TASK PROMPT —
Without skipping anything, transcribe the listing that follows.

EXTRACTED RECORDS —
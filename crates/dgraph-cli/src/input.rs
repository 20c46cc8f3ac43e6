//! Edge-list input: read the source and map names to node ids.
//!
//! The graph only knows integer ids, so the CLI owns the name table. Ids are
//! handed out densely in first-seen order.

use std::collections::{HashMap, HashSet};
use std::io::Read;
use std::path::Path;

use anyhow::{Context, Result};
use dgraph_core::parse::{Entry, parse_edge_list};
use dgraph_core::{Graph, Node};
use tracing::debug;

use crate::config::InputConfig;

/// A [`Graph`] plus the names its node ids stand for.
#[derive(Debug, Default)]
pub struct LabeledGraph {
    graph: Graph,
    labels: Vec<String>,
    ids: HashMap<String, Node>,
}

impl LabeledGraph {
    /// Parse edge-list text and build the graph.
    ///
    /// # Errors
    ///
    /// Returns the parser's [`dgraph_core::GraphError::Parse`] for a
    /// malformed line.
    pub fn parse(text: &str, config: &InputConfig) -> dgraph_core::Result<Self> {
        let entries = parse_edge_list(text, &config.comment_prefix)?;
        Ok(Self::from_entries(&entries, config.dedup_edges))
    }

    /// Build from parsed declarations, optionally skipping repeated edges.
    pub fn from_entries(entries: &[Entry<'_>], dedup_edges: bool) -> Self {
        let mut labeled = Self::default();
        let mut seen: HashSet<(Node, Node)> = HashSet::new();
        let mut skipped = 0_usize;

        for entry in entries {
            match *entry {
                Entry::Node(name) => {
                    let node = labeled.intern(name);
                    labeled.graph.add(node);
                }
                Entry::Edge(src, dst) => {
                    let src = labeled.intern(src);
                    let dst = labeled.intern(dst);
                    if dedup_edges && !seen.insert((src, dst)) {
                        skipped += 1;
                        continue;
                    }
                    labeled.graph.link(src, dst);
                }
            }
        }

        debug!(
            nodes = labeled.graph.node_count(),
            edges = labeled.graph.edge_count(),
            skipped,
            "built graph from edge list"
        );
        labeled
    }

    fn intern(&mut self, name: &str) -> Node {
        if let Some(&node) = self.ids.get(name) {
            return node;
        }
        let node = self.labels.len();
        self.labels.push(name.to_string());
        self.ids.insert(name.to_string(), node);
        node
    }

    pub const fn graph(&self) -> &Graph {
        &self.graph
    }

    /// The name behind `node`; empty for an id this graph never handed out.
    pub fn label(&self, node: Node) -> &str {
        self.labels.get(node).map_or("", String::as_str)
    }

    /// Names for `nodes`, sorted by name when `sort` is set.
    pub fn names(&self, nodes: &[Node], sort: bool) -> Vec<String> {
        let mut names: Vec<String> = nodes.iter().map(|&n| self.label(n).to_string()).collect();
        if sort {
            names.sort_unstable();
        }
        names
    }
}

/// Read the edge list from `path`, or from stdin when `path` is `None` or `-`.
///
/// # Errors
///
/// Returns an error naming the file if it cannot be read.
pub fn read_source(path: Option<&Path>) -> Result<String> {
    match path {
        Some(path) if path != Path::new("-") => std::fs::read_to_string(path)
            .with_context(|| format!("Failed to read {}", path.display())),
        _ => {
            let mut text = String::new();
            std::io::stdin()
                .read_to_string(&mut text)
                .context("Failed to read edge list from stdin")?;
            Ok(text)
        }
    }
}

PROBLEM SOLUTION —
filename crates/dgraph-cli/src/input.rs
repository 20c46cc8f3ac43e6
//! Edge-list input: read the source and map names to node ids.
//!
//! The graph only knows integer ids, so the CLI owns the name table. Ids are
//! handed out densely in first-seen order.

use std::collections::{HashMap, HashSet};
use std::io::Read;
use std::path::Path;

use anyhow::{Context, Result};
use dgraph_core::parse::{Entry, parse_edge_list};
use dgraph_core::{Graph, Node};
use tracing::debug;

use crate::config::InputConfig;

/// A [`Graph`] plus the names its node ids stand for.
#[derive(Debug, Default)]
pub struct LabeledGraph {
    graph: Graph,
    labels: Vec<String>,
    ids: HashMap<String, Node>,
}

impl LabeledGraph {
    /// Parse edge-list text and build the graph.
    ///
    /// # Errors
    ///
    /// Returns the parser's [`dgraph_core::GraphError::Parse`] for a
    /// malformed line.
    pub fn parse(text: &str, config: &InputConfig) -> dgraph_core::Result<Self> {
        let entries = parse_edge_list(text, &config.comment_prefix)?;
        Ok(Self::from_entries(&entries, config.dedup_edges))
    }

    /// Build from parsed declarations, optionally skipping repeated edges.
    pub fn from_entries(entries: &[Entry<'_>], dedup_edges: bool) -> Self {
        let mut labeled = Self::default();
        let mut seen: HashSet<(Node, Node)> = HashSet::new();
        let mut skipped = 0_usize;

        for entry in entries {
            match *entry {
                Entry::Node(name) => {
                    let node = labeled.intern(name);
                    labeled.graph.add(node);
                }
                Entry::Edge(src, dst) => {
                    let src = labeled.intern(src);
                    let dst = labeled.intern(dst);
                    if dedup_edges && !seen.insert((src, dst)) {
                        skipped += 1;
                        continue;
                    }
                    labeled.graph.link(src, dst);
                }
            }
        }

        debug!(
            nodes = labeled.graph.node_count(),
            edges = labeled.graph.edge_count(),
            skipped,
            "built graph from edge list"
        );
        labeled
    }

    fn intern(&mut self, name: &str) -> Node {
        if let Some(&node) = self.ids.get(name) {
            return node;
        }
        let node = self.labels.len();
        self.labels.push(name.to_string());
        self.ids.insert(name.to_string(), node);
        node
    }

    pub const fn graph(&self) -> &Graph {
        &self.graph
    }

    /// The name behind `node`; empty for an id this graph never handed out.
    pub fn label(&self, node: Node) -> &str {
        self.labels.get(node).map_or("", String::as_str)
    }

    /// Names for `nodes`, sorted by name when `sort` is set.
    pub fn names(&self, nodes: &[Node], sort: bool) -> Vec<String> {
        let mut names: Vec<String> = nodes.iter().map(|&n| self.label(n).to_string()).collect();
        if sort {
            names.sort_unstable();
        }
        names
    }
}

/// Read the edge list from `path`, or from stdin when `path` is `None` or `-`.
///
/// # Errors
///
/// Returns an error naming the file if it cannot be read.
pub fn read_source(path: Option<&Path>) -> Result<String> {
    match path {
        Some(path) if path != Path::new("-") => std::fs::read_to_string(path)
            .with_context(|| format!("Failed to read {}", path.display())),
        _ => {
            let mut text = String::new();
            std::io::stdin()
                .read_to_string(&mut text)
                .context("Failed to read edge list from stdin")?;
            Ok(text)
        }
    }
}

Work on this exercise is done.